== TASK TO COMPLETE ==
Please state in a single number how many lines of the entries below include the word "struct".

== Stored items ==
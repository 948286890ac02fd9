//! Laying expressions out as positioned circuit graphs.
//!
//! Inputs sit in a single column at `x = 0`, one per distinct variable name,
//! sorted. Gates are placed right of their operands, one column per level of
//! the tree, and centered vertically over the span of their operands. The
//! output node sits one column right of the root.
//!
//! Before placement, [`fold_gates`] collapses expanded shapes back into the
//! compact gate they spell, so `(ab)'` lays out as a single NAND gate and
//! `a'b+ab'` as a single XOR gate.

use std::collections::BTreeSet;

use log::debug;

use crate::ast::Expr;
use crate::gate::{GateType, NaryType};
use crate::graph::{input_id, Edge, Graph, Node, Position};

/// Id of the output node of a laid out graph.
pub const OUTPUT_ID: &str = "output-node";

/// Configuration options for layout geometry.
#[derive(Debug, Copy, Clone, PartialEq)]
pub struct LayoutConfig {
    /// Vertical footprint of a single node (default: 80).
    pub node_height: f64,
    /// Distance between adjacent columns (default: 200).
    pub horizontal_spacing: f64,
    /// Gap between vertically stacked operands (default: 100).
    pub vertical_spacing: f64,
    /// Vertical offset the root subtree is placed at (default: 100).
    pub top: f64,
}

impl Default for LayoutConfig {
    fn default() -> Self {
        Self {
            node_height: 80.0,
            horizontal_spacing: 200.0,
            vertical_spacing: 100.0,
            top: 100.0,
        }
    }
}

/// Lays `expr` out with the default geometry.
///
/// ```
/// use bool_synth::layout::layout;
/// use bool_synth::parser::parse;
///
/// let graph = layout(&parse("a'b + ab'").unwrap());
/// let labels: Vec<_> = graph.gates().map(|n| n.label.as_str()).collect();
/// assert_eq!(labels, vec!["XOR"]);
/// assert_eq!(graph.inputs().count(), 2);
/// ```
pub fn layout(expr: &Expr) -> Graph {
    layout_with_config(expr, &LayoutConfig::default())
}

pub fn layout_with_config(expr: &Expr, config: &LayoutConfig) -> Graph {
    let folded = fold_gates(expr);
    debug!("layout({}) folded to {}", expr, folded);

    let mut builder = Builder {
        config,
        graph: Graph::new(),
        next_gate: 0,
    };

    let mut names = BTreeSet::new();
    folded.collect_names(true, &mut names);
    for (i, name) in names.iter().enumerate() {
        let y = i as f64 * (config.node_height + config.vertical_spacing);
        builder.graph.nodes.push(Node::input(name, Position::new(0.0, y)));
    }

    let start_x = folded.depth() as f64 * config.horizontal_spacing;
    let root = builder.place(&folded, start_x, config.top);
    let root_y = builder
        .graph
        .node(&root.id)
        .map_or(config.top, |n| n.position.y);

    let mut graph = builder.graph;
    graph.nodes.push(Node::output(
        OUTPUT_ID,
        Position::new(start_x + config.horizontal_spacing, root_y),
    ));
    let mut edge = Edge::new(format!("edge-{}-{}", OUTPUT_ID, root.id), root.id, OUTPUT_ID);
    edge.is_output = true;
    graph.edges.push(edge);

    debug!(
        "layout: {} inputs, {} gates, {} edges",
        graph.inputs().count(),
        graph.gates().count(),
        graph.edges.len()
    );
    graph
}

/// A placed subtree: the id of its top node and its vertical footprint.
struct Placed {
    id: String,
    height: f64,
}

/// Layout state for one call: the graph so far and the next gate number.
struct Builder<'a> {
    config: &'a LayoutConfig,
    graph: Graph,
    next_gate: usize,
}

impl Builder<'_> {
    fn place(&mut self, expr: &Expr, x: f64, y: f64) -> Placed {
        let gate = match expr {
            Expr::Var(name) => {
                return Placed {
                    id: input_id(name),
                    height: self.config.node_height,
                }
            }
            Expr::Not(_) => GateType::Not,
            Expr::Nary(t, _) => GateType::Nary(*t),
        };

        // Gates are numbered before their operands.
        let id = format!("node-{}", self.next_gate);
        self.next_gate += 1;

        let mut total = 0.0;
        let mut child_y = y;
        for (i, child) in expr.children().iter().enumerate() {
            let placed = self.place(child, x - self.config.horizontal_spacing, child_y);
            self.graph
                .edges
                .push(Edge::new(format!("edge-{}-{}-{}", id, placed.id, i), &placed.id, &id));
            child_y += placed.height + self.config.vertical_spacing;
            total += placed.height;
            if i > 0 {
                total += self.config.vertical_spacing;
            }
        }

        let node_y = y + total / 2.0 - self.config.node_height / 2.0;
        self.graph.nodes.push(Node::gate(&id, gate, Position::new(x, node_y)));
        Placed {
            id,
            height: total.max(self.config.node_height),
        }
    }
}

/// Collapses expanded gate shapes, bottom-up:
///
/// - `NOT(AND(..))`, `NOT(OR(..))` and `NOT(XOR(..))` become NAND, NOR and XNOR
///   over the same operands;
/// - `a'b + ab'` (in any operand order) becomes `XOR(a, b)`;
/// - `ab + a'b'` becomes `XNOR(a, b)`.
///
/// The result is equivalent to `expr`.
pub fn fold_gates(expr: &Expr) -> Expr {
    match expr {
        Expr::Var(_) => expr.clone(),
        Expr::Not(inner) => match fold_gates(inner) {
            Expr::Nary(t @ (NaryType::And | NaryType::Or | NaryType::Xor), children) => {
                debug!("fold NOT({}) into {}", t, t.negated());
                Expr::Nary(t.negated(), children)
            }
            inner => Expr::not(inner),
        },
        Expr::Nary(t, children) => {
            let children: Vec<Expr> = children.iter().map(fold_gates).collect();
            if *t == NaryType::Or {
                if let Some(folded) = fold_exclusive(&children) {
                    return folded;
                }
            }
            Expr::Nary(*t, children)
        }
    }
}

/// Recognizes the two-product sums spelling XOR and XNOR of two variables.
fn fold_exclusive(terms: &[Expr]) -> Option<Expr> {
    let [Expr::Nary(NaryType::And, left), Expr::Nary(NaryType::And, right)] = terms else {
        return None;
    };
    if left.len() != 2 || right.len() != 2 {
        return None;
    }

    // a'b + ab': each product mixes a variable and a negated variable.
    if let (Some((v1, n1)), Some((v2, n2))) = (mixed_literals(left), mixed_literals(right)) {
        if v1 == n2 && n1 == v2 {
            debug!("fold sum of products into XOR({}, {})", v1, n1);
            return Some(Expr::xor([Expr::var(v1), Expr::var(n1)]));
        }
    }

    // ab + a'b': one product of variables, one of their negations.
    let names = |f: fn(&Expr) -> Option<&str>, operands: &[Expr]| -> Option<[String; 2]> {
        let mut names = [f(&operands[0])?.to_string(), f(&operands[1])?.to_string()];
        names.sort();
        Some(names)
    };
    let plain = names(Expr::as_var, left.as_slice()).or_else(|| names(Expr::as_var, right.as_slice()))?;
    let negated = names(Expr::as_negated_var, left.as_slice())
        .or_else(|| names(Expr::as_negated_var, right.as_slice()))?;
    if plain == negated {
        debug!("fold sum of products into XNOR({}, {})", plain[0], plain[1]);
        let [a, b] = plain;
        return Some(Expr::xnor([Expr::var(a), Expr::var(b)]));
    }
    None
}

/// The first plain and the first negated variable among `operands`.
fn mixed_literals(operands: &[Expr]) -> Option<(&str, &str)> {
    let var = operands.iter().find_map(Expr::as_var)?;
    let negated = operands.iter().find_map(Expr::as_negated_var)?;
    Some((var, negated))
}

== EXPECTED ANSWER ==
3